First note that your integral can be written as $$\int _{-\pi}^{\pi} f(t)\cos(nt)dt = \frac{1}{n} \sum_{k=-n}^{n-1} \int_{k\pi}^{(k+1)\pi} f(u/n)\cos(u)du = \\ = \frac{1}{n} \sum_k (-1)^k \int_0^\pi f\left(\frac{v+k\pi}{n}\right)\cos(v)dv \tag{1}$$

Now when $n \rightarrow \infty$, $v \mapsto f\left(\frac{v+k\pi}{n}\right)$ becomes very "flat" over $[0,\pi]$ while over the same interval $\int_0^{\pi} \cos(v)dv = 0$. So intuitively you would like to see something like $$\int_0^\pi f\left(\frac{v+k\pi}{n}\right)\cos(v)dv \sim \int_0^\pi f\left(\frac{k\pi}{n}\right)\cos(v)dv =0$$

To get to that, take $\epsilon > 0$. Since $f$ is continuous on $[0,\pi]$, it is also uniformly continuous (from the Heine-Cantor theorem), so there is a $\eta = \eta_{\epsilon} > 0$ so that $\lvert x-y \rvert < \eta \implies \lvert f(x)-f(y) \rvert < \epsilon$.

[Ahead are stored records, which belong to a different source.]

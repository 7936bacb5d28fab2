#![allow(dead_code)]

//! Normalize-on-write edits for skill entries.
//!
//! Skill categories hold a mix of bare labels and rated `{name, proficiency}`
//! pairs. The two edit operations below deserialize the target element as a
//! `SkillEntry`, normalize it through the typed union, and write the rated
//! form back — so the string/object polymorphism is handled in one place
//! instead of being re-checked by every consumer.

use serde_json::Value;

use crate::document::path::{self, PathError};
use crate::models::cv::SkillEntry;

/// Renames the skill at `category_path[index]` (e.g. `"skills.programming"`).
/// A bare label is promoted to `{name, proficiency: 75}`; a rated entry keeps
/// its proficiency.
pub fn set_skill_name(
    doc: &Value,
    category_path: &str,
    index: usize,
    name: &str,
) -> Result<Value, PathError> {
    edit_entry(doc, category_path, index, |entry| entry.with_name(name))
}

/// Re-rates the skill at `category_path[index]`. A bare label is promoted to
/// `{name: <label>, proficiency}`; a rated entry keeps its name.
pub fn set_skill_proficiency(
    doc: &Value,
    category_path: &str,
    index: usize,
    proficiency: u8,
) -> Result<Value, PathError> {
    edit_entry(doc, category_path, index, |entry| {
        entry.with_proficiency(proficiency)
    })
}

fn edit_entry(
    doc: &Value,
    category_path: &str,
    index: usize,
    apply: impl FnOnce(SkillEntry) -> SkillEntry,
) -> Result<Value, PathError> {
    let entries = path::get(doc, category_path)
        .and_then(Value::as_array)
        .ok_or_else(|| PathError::IndexOutOfBounds {
            path: category_path.to_string(),
            index,
            len: 0,
        })?;
    let current = entries
        .get(index)
        .ok_or_else(|| PathError::IndexOutOfBounds {
            path: category_path.to_string(),
            index,
            len: entries.len(),
        })?;

    let entry: SkillEntry = serde_json::from_value(current.clone())
        .map_err(|_| PathError::NotAddressable(format!("{category_path}.{index}")))?;
    let updated = serde_json::to_value(apply(entry))
        .map_err(|_| PathError::NotAddressable(format!("{category_path}.{index}")))?;

    path::set(doc, &format!("{category_path}.{index}"), updated)
}
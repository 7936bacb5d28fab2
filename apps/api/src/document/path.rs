#![allow(dead_code)]

//! Dotted-path accessor over JSON documents.
//!
//! Every editing operation goes through these four functions. Reads are
//! lenient (`None` for any missing branch, callers supply defaults); writes
//! return a fresh document and never mutate the caller's copy.

use serde_json::{Map, Value};
use thiserror::Error;

#[derive(Debug, Error, PartialEq, Eq)]
pub enum PathError {
    #[error("Malformed path '{0}'")]
    Malformed(String),

    #[error("Path '{0}' does not address an editable location")]
    NotAddressable(String),

    #[error("Index {index} out of bounds for sequence at '{path}' (length {len})")]
    IndexOutOfBounds {
        path: String,
        index: usize,
        len: usize,
    },
}

/// Reads the value at `path`, e.g. `"styling.name.color"`. Returns `None` if
/// any intermediate key is missing — never an error, so callers can probe
/// optional branches freely. Numeric segments index into sequences.
pub fn get<'a>(doc: &'a Value, path: &str) -> Option<&'a Value> {
    let mut current = doc;
    for segment in path.split('.') {
        current = match current {
            Value::Object(map) => map.get(segment)?,
            Value::Array(items) => items.get(segment.parse::<usize>().ok()?)?,
            _ => return None,
        };
    }
    Some(current)
}

/// Returns a new document with `value` placed at `path`. Missing intermediate
/// objects are created; scalar values in the way are replaced by objects,
/// matching how the editor grows optional branches like `styling.*`.
pub fn set(doc: &Value, path: &str, value: Value) -> Result<Value, PathError> {
    let segments = parse(path)?;
    let mut root = doc.clone();
    {
        let slot = resolve_mut(&mut root, &segments, path)?;
        *slot = value;
    }
    Ok(root)
}

/// Returns a new document with `item` appended to the sequence at `path`.
/// If the location is absent or not a sequence it becomes a fresh sequence
/// holding only `item`.
pub fn append_to_sequence(doc: &Value, path: &str, item: Value) -> Result<Value, PathError> {
    let segments = parse(path)?;
    let mut root = doc.clone();
    {
        let slot = resolve_mut(&mut root, &segments, path)?;
        if !slot.is_array() {
            *slot = Value::Array(Vec::new());
        }
        if let Value::Array(items) = slot {
            items.push(item);
        }
    }
    Ok(root)
}

/// Returns a new document with the element at `index` removed from the
/// sequence at `path`; later elements shift down by one. Fails with
/// `IndexOutOfBounds` (leaving the caller's document untouched) when the
/// index is out of range or the location holds no sequence.
pub fn remove_from_sequence(doc: &Value, path: &str, index: usize) -> Result<Value, PathError> {
    let segments = parse(path)?;
    let mut root = doc.clone();
    {
        let slot = resolve_mut(&mut root, &segments, path)?;
        let items = match slot {
            Value::Array(items) => items,
            _ => {
                return Err(PathError::IndexOutOfBounds {
                    path: path.to_string(),
                    index,
                    len: 0,
                })
            }
        };
        if index >= items.len() {
            return Err(PathError::IndexOutOfBounds {
                path: path.to_string(),
                index,
                len: items.len(),
            });
        }
        items.remove(index);
    }
    Ok(root)
}

fn parse(path: &str) -> Result<Vec<&str>, PathError> {
    if path.is_empty() || path.split('.').any(str::is_empty) {
        return Err(PathError::Malformed(path.to_string()));
    }
    Ok(path.split('.').collect())
}

/// Walks to the slot addressed by `segments`, creating intermediate objects
/// along the way. Indexing into an existing sequence past its end is an
/// error; sequences never grow implicitly.
fn resolve_mut<'a>(
    current: &'a mut Value,
    segments: &[&str],
    full_path: &str,
) -> Result<&'a mut Value, PathError> {
    let Some((head, rest)) = segments.split_first() else {
        return Ok(current);
    };

    if let Value::Array(items) = current {
        let index = head
            .parse::<usize>()
            .map_err(|_| PathError::NotAddressable(full_path.to_string()))?;
        let len = items.len();
        let slot = items
            .get_mut(index)
            .ok_or_else(|| PathError::IndexOutOfBounds {
                path: full_path.to_string(),
                index,
                len,
            })?;
        return resolve_mut(slot, rest, full_path);
    }

    if !current.is_object() {
        *current = Value::Object(Map::new());
    }
    match current {
        Value::Object(map) => {
            let slot = map.entry((*head).to_string()).or_insert(Value::Null);
            resolve_mut(slot, rest, full_path)
        }
        _ => Err(PathError::NotAddressable(full_path.to_string())),
    }
}

#[cfg(test)]
mod tests {
    use super::*;
    use serde_json::json;

    fn sample() -> Value {
        json!({
            "personalInfo": {"name": "Ada", "title": "Engineer"},
            "contact": {"email": "ada@example.com"},
            "extracurriculars": ["chess", "climbing", "choir"],
            "projects": [{"name": "engine", "tags": ["math"]}]
        })
    }

    #[test]
    fn test_get_nested_value() {
        let doc = sample();
        assert_eq!(get(&doc, "personalInfo.name"), Some(&json!("Ada")));
    }

    #[test]
    fn test_get_through_sequence_index() {
        let doc = sample();
        assert_eq!(get(&doc, "projects.0.tags.0"), Some(&json!("math")));
    }

    #[test]
    fn test_get_missing_branch_is_none_not_error() {
        let doc = sample();
        assert_eq!(get(&doc, "styling.name.color"), None);
        assert_eq!(get(&doc, "personalInfo.name.deeper"), None);
        assert_eq!(get(&doc, "extracurriculars.9"), None);
    }

    #[test]
    fn test_set_get_round_trip() {
        let doc = sample();
        let updated = set(&doc, "contact.email", json!("new@example.com")).unwrap();
        assert_eq!(get(&updated, "contact.email"), Some(&json!("new@example.com")));
    }

    #[test]
    fn test_set_does_not_mutate_input() {
        let doc = sample();
        let before = doc.clone();
        let _ = set(&doc, "personalInfo.name", json!("Grace")).unwrap();
        assert_eq!(doc, before);
    }

    #[test]
    fn test_set_creates_missing_intermediate_objects() {
        let doc = sample();
        let updated = set(&doc, "styling.name.color", json!("#ffffff")).unwrap();
        assert_eq!(get(&updated, "styling.name.color"), Some(&json!("#ffffff")));
        // Siblings are untouched.
        assert_eq!(get(&updated, "personalInfo.name"), Some(&json!("Ada")));
    }

    #[test]
    fn test_set_through_sequence_index() {
        let doc = sample();
        let updated = set(&doc, "projects.0.name", json!("compiler")).unwrap();
        assert_eq!(get(&updated, "projects.0.name"), Some(&json!("compiler")));
    }

    #[test]
    fn test_set_past_sequence_end_fails() {
        let doc = sample();
        let err = set(&doc, "projects.5.name", json!("x")).unwrap_err();
        assert!(matches!(err, PathError::IndexOutOfBounds { index: 5, .. }));
    }

    #[test]
    fn test_set_rejects_malformed_paths() {
        let doc = sample();
        assert_eq!(
            set(&doc, "", json!(1)).unwrap_err(),
            PathError::Malformed(String::new())
        );
        assert!(matches!(
            set(&doc, "contact..email", json!(1)).unwrap_err(),
            PathError::Malformed(_)
        ));
    }

    #[test]
    fn test_append_to_existing_sequence() {
        let doc = sample();
        let updated = append_to_sequence(&doc, "extracurriculars", json!("debate")).unwrap();
        assert_eq!(
            get(&updated, "extracurriculars").unwrap().as_array().unwrap().len(),
            4
        );
        assert_eq!(get(&updated, "extracurriculars.3"), Some(&json!("debate")));
    }

    #[test]
    fn test_append_creates_sequence_when_absent() {
        let doc = sample();
        let updated = append_to_sequence(&doc, "education", json!({"degree": "BSc"})).unwrap();
        assert_eq!(get(&updated, "education.0.degree"), Some(&json!("BSc")));
    }

    #[test]
    fn test_remove_shifts_later_elements() {
        let doc = sample();
        let updated = remove_from_sequence(&doc, "extracurriculars", 1).unwrap();
        let items = get(&updated, "extracurriculars").unwrap().as_array().unwrap();
        assert_eq!(items, &vec![json!("chess"), json!("choir")]);
    }

    #[test]
    fn test_remove_out_of_range_fails_and_preserves_input() {
        let doc = sample();
        let before = doc.clone();
        let err = remove_from_sequence(&doc, "extracurriculars", 3).unwrap_err();
        assert_eq!(
            err,
            PathError::IndexOutOfBounds {
                path: "extracurriculars".to_string(),
                index: 3,
                len: 3,
            }
        );
        assert_eq!(doc, before);
    }

    #[test]
    fn test_remove_from_non_sequence_fails() {
        let doc = sample();
        let err = remove_from_sequence(&doc, "personalInfo.name", 0).unwrap_err();
        assert!(matches!(err, PathError::IndexOutOfBounds { len: 0, .. }));
    }
}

Now let's take an integer $n > N_{\epsilon} = \tfrac{\pi}{\epsilon}$. You would have for all $k$'s: $$\forall v \in [0,\pi], \left| f\left(\frac{v+k\pi}{n}\right) - f\left(\frac{k\pi}{n}\right)\right| < \epsilon$$ and thus (oh what a mouthful of LaTeX ...):

$$ \left| \int_0^\pi f\left(\frac{v+k\pi}{n}\right)\cos(v)dv \right| = \left| \int_0^\pi f\left(\frac{v+k\pi}{n}\right)\cos(v)dv - \int_0^\pi f\left(\frac{k\pi}{n}\right)\cos(v)dv \right| \le \\ \int_0^\pi \left| f\left(\frac{v+k\pi}{n}\right) - f\left(\frac{k\pi}{n}\right)\right| |\cos(v)|dv \le \epsilon \pi $$

Now inject that in $(1)$ and you get: $$ n\ge N_{\epsilon} \implies \left|\int _{-\pi}^{\pi} f(t)\cos(nt)dt \right| \le 2\pi\epsilon$$

And you conclude $$\lim_{n\rightarrow\infty} \int _{-\pi}^{\pi} f(t)\cos(nt)dt = 0$$

Now I hope I haven't ridiculed myself with some major mistake...

The good thing with this proof is that you actually see what topological and functional properties are required to get the result:

  • the interval $[0,\pi]$ is compact in $\mathbb R$
  • $f$ is continuous and thus uniformly continuous
  • $\cos$ verifies $\int \phi = 0$ and $\int |\phi| < \pi$ on each interval $[k\pi,(k+1)\pi]$

It's probably easy to find examples that show that relaxing any of these conditions would void the result.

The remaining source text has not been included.